> [Task brief] Write out every line of the data below exactly as given.

> [Input data]
━━━━━━━━━━━━━━━━
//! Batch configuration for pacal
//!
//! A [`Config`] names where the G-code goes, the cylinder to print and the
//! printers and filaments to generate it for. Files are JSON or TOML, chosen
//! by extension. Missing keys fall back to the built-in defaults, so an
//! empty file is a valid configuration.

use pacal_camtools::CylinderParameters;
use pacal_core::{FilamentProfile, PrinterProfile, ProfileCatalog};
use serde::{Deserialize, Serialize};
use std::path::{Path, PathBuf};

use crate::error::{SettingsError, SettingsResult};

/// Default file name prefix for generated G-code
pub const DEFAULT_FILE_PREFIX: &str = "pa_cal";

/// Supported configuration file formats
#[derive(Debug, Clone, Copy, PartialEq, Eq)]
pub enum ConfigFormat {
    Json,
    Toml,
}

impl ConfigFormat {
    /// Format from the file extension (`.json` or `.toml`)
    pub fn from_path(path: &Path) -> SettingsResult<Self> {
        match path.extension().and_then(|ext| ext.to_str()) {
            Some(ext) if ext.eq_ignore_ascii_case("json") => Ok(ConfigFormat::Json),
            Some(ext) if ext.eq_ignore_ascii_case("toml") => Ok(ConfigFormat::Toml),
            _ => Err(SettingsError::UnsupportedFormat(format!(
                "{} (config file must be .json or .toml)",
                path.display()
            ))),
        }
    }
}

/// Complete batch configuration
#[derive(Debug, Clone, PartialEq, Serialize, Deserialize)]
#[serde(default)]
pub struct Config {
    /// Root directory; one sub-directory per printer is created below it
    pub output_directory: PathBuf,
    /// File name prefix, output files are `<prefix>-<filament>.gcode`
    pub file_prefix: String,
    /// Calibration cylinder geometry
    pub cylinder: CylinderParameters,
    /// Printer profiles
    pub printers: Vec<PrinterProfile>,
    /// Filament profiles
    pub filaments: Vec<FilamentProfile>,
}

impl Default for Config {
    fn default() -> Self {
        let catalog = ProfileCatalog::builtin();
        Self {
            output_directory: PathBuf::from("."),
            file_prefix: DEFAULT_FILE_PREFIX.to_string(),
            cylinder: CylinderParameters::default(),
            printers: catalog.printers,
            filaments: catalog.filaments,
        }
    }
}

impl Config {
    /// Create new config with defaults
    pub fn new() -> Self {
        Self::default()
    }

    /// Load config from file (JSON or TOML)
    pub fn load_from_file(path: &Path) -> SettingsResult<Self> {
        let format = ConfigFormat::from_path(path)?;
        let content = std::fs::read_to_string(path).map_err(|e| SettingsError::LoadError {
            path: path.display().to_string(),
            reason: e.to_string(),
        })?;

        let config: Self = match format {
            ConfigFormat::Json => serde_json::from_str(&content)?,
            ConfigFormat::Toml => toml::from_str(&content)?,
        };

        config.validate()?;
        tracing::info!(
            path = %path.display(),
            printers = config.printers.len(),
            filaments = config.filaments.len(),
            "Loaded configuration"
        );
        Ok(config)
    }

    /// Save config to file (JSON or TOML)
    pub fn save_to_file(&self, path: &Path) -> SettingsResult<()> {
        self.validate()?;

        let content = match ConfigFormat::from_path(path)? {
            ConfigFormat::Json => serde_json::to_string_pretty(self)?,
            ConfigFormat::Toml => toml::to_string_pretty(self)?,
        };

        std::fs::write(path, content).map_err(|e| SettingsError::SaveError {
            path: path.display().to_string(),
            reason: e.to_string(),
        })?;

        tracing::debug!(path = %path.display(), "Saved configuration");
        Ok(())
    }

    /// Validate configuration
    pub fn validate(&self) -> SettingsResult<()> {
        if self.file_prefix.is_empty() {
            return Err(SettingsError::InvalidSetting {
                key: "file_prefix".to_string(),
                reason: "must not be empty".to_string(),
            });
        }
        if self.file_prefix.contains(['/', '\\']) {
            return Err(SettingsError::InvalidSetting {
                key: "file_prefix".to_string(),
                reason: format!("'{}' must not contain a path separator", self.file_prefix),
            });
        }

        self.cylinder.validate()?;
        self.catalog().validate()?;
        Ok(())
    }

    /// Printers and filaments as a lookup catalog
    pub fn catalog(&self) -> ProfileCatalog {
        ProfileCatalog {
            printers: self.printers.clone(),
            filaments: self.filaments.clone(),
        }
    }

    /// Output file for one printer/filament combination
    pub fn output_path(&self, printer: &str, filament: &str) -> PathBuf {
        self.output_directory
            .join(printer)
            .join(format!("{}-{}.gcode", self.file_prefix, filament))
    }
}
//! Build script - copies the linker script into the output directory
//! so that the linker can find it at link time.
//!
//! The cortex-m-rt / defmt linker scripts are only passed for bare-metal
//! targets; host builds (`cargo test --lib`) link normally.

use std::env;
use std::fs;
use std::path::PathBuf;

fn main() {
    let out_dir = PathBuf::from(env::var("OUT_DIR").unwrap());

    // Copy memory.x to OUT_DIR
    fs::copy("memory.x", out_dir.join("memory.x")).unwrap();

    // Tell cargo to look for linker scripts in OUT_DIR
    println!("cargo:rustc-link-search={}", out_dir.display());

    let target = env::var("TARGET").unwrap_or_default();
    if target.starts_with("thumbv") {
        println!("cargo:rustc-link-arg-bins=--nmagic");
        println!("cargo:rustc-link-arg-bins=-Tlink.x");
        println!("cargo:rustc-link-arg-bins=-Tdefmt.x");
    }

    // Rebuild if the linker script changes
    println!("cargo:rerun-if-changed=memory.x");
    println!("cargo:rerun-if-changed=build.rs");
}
━━━━━━━━━━━━━━━━
> [Solution]
//! Batch configuration for pacal
//!
//! A [`Config`] names where the G-code goes, the cylinder to print and the
//! printers and filaments to generate it for. Files are JSON or TOML, chosen
//! by extension. Missing keys fall back to the built-in defaults, so an
//! empty file is a valid configuration.

use pacal_camtools::CylinderParameters;
use pacal_core::{FilamentProfile, PrinterProfile, ProfileCatalog};
use serde::{Deserialize, Serialize};
use std::path::{Path, PathBuf};

use crate::error::{SettingsError, SettingsResult};

/// Default file name prefix for generated G-code
pub const DEFAULT_FILE_PREFIX: &str = "pa_cal";

/// Supported configuration file formats
#[derive(Debug, Clone, Copy, PartialEq, Eq)]
pub enum ConfigFormat {
    Json,
    Toml,
}

impl ConfigFormat {
    /// Format from the file extension (`.json` or `.toml`)
    pub fn from_path(path: &Path) -> SettingsResult<Self> {
        match path.extension().and_then(|ext| ext.to_str()) {
            Some(ext) if ext.eq_ignore_ascii_case("json") => Ok(ConfigFormat::Json),
            Some(ext) if ext.eq_ignore_ascii_case("toml") => Ok(ConfigFormat::Toml),
            _ => Err(SettingsError::UnsupportedFormat(format!(
                "{} (config file must be .json or .toml)",
                path.display()
            ))),
        }
    }
}

/// Complete batch configuration
#[derive(Debug, Clone, PartialEq, Serialize, Deserialize)]
#[serde(default)]
pub struct Config {
    /// Root directory; one sub-directory per printer is created below it
    pub output_directory: PathBuf,
    /// File name prefix, output files are `<prefix>-<filament>.gcode`
    pub file_prefix: String,
    /// Calibration cylinder geometry
    pub cylinder: CylinderParameters,
    /// Printer profiles
    pub printers: Vec<PrinterProfile>,
    /// Filament profiles
    pub filaments: Vec<FilamentProfile>,
}

impl Default for Config {
    fn default() -> Self {
        let catalog = ProfileCatalog::builtin();
        Self {
            output_directory: PathBuf::from("."),
            file_prefix: DEFAULT_FILE_PREFIX.to_string(),
            cylinder: CylinderParameters::default(),
            printers: catalog.printers,
            filaments: catalog.filaments,
        }
    }
}

impl Config {
    /// Create new config with defaults
    pub fn new() -> Self {
        Self::default()
    }

    /// Load config from file (JSON or TOML)
    pub fn load_from_file(path: &Path) -> SettingsResult<Self> {
        let format = ConfigFormat::from_path(path)?;
        let content = std::fs::read_to_string(path).map_err(|e| SettingsError::LoadError {
            path: path.display().to_string(),
            reason: e.to_string(),
        })?;

        let config: Self = match format {
            ConfigFormat::Json => serde_json::from_str(&content)?,
            ConfigFormat::Toml => toml::from_str(&content)?,
        };

        config.validate()?;
        tracing::info!(
            path = %path.display(),
            printers = config.printers.len(),
            filaments = config.filaments.len(),
            "Loaded configuration"
        );
        Ok(config)
    }

    /// Save config to file (JSON or TOML)
    pub fn save_to_file(&self, path: &Path) -> SettingsResult<()> {
        self.validate()?;

        let content = match ConfigFormat::from_path(path)? {
            ConfigFormat::Json => serde_json::to_string_pretty(self)?,
            ConfigFormat::Toml => toml::to_string_pretty(self)?,
        };

        std::fs::write(path, content).map_err(|e| SettingsError::SaveError {
            path: path.display().to_string(),
            reason: e.to_string(),
        })?;

        tracing::debug!(path = %path.display(), "Saved configuration");
        Ok(())
    }

    /// Validate configuration
    pub fn validate(&self) -> SettingsResult<()> {
        if self.file_prefix.is_empty() {
            return Err(SettingsError::InvalidSetting {
                key: "file_prefix".to_string(),
                reason: "must not be empty".to_string(),
            });
        }
        if self.file_prefix.contains(['/', '\\']) {
            return Err(SettingsError::InvalidSetting {
                key: "file_prefix".to_string(),
                reason: format!("'{}' must not contain a path separator", self.file_prefix),
            });
        }

        self.cylinder.validate()?;
        self.catalog().validate()?;
        Ok(())
    }

    /// Printers and filaments as a lookup catalog
    pub fn catalog(&self) -> ProfileCatalog {
        ProfileCatalog {
            printers: self.printers.clone(),
            filaments: self.filaments.clone(),
        }
    }

    /// Output file for one printer/filament combination
    pub fn output_path(&self, printer: &str, filament: &str) -> PathBuf {
        self.output_directory
            .join(printer)
            .join(format!("{}-{}.gcode", self.file_prefix, filament))
    }
}
//! Build script - copies the linker script into the output directory
//! so that the linker can find it at link time.
//!
//! The cortex-m-rt / defmt linker scripts are only passed for bare-metal
//! targets; host builds (`cargo test --lib`) link normally.

use std::env;
use std::fs;
use std::path::PathBuf;

fn main() {
    let out_dir = PathBuf::from(env::var("OUT_DIR").unwrap());

    // Copy memory.x to OUT_DIR
    fs::copy("memory.x", out_dir.join("memory.x")).unwrap();

    // Tell cargo to look for linker scripts in OUT_DIR
    println!("cargo:rustc-link-search={}", out_dir.display());

    let target = env::var("TARGET").unwrap_or_default();
    if target.starts_with("thumbv") {
        println!("cargo:rustc-link-arg-bins=--nmagic");
        println!("cargo:rustc-link-arg-bins=-Tlink.x");
        println!("cargo:rustc-link-arg-bins=-Tdefmt.x");
    }

    // Rebuild if the linker script changes
    println!("cargo:rerun-if-changed=memory.x");
    println!("cargo:rerun-if-changed=build.rs");
}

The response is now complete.